Subject Description
History

HIST 305 | Women and Gender in Pre-Modern Europe

This course examines the construction of gender in European contexts from Late Antiquity through the medieval and early modern period, addressing historical continuity and change in understandings of femininities, masculinities, and gender nonconformity, as well as in related ideas about sexuality, marriage, family, and romantic love. Students gain an understanding of how gender intersected with social, economic, political, educational, and religious structures in premodern Europe, and consider the merits of various historical approaches to gender.

HIST 344 | Resistance, Rebellion, and Revolution in China: 1800 to the Present

Twentieth-century China bore witness to a political revolution, a social revolution and a 'cultural' revolution. This course will explore the causes and characteristics of those revolutions, as well as the varying patterns of protest, revolt, and rebellion that have taken place in China since 1800. Topics to be covered include peasant revolts, the role of religion in rebellion and resistance to state authority, and forms of resistance and protest in contemporary China during the age of the internet.

HIST 343 | Law, Society and Justice in China

An international spotlight has fallen on the Chinese justice system in recent years due to a series of high-profile trials, detentions, and imprisonments. The names and images of Nobel Laureate Liu Xiaobo, "Barefoot Lawyer" Chen Guangcheng, and Chongqing Party Secretary Bo Xilai have graced the cover pages of newspapers and magazines around the world, and their journeys have been fodder for extended discussions and debates over the current state of the Chinese legal system. This course examines the history of law, society, and justice in China from the early imperial era to the present.

HIST 248 | History of Japan: 1600 to Present

This course examines the emergence of modern Japan from before the Meiji Restoration (1868), through the triumph and tragedy of imperial Japan, and beyond postwar reconstruction. The consideration of ideas, principles, and values that informed Tokugawa state and society and the study of Japan's selective absorption of European and American ideas and forms enable understanding of the role of values, both Japanese and non-Japanese, in Japan's national integration, rapid industrialization, and achievement of international recognition and power.

HIST 281 | Modern Latin America

Beginning with the transition from colonies to independent nations and ending with the political transitions and implementation of neo-liberal policies in the 1990s, this course considers the Latin American region from the perspective of its subordinate incorporation into the world economy, its struggles for democratic institutions and equitable development, and the formation of identities of class, gender, race, and ethnicity.

HIST 280 | Colonial Latin America

This course is a survey of the early period of Latin American history, from 1492 to 1826. It begins with an overview of the European background and the major indigenous civilizations in what Europeans came to call the New World. The central focus is on the encounter of indigenous and Iberian cultures and the process of conquest, resistance and mutual transformation that ensued over the next three centuries.

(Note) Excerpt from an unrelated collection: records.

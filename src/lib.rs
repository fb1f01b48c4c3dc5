pub mod audio;
pub mod catalog;
pub mod config;
pub mod error;
pub mod instructions;
pub mod protocol;
pub mod reconnect;
pub mod session;
pub mod tools;
pub mod transport;

pub use error::{Result, SessionError};
pub use session::{SessionComponents, SessionManager, SessionState};
pub mod capture;
pub mod codec;
pub mod cpal_input;
pub mod cpal_output;
pub mod playback;

use thiserror::Error;

pub use capture::{CaptureOutcome, CaptureProcessor, CaptureStats, MicSource, MicrophoneProvider, WindowCallback};
pub use codec::{AudioFrame, AudioFrameCodec};
pub use cpal_input::{CpalMicrophone, CpalMicrophoneProvider};
pub use cpal_output::{CpalOutput, CpalOutputProvider};
pub use playback::{AudioOutput, OutputProvider, PlaybackScheduler, PlaybackUnit, UnitId};

#[derive(Error, Debug, Clone, PartialEq)]
pub enum AudioError {
    #[error("Audio device error: {0}")]
    Device(String),

    #[error("Audio stream error: {0}")]
    Stream(String),

    #[error("Configuration error: {0}")]
    Config(String),

    #[error("Resampling error: {0}")]
    Resampling(String),

    #[error("Base64 decode error: {0}")]
    Base64Decode(String),

    #[error("Malformed PCM payload: {0}")]
    MalformedPcm(String),
}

HIST 254 | African American Voices: A Survey of African American History

This course explores the historical experiences of African Americans in the United States from the colonial period to the present. The class studies the diversity of experiences that have constituted African American life, exploring the lives of individual African Americans, while also looking at the development and evolution of African American communities, and the interactions of African Americans with other Americans.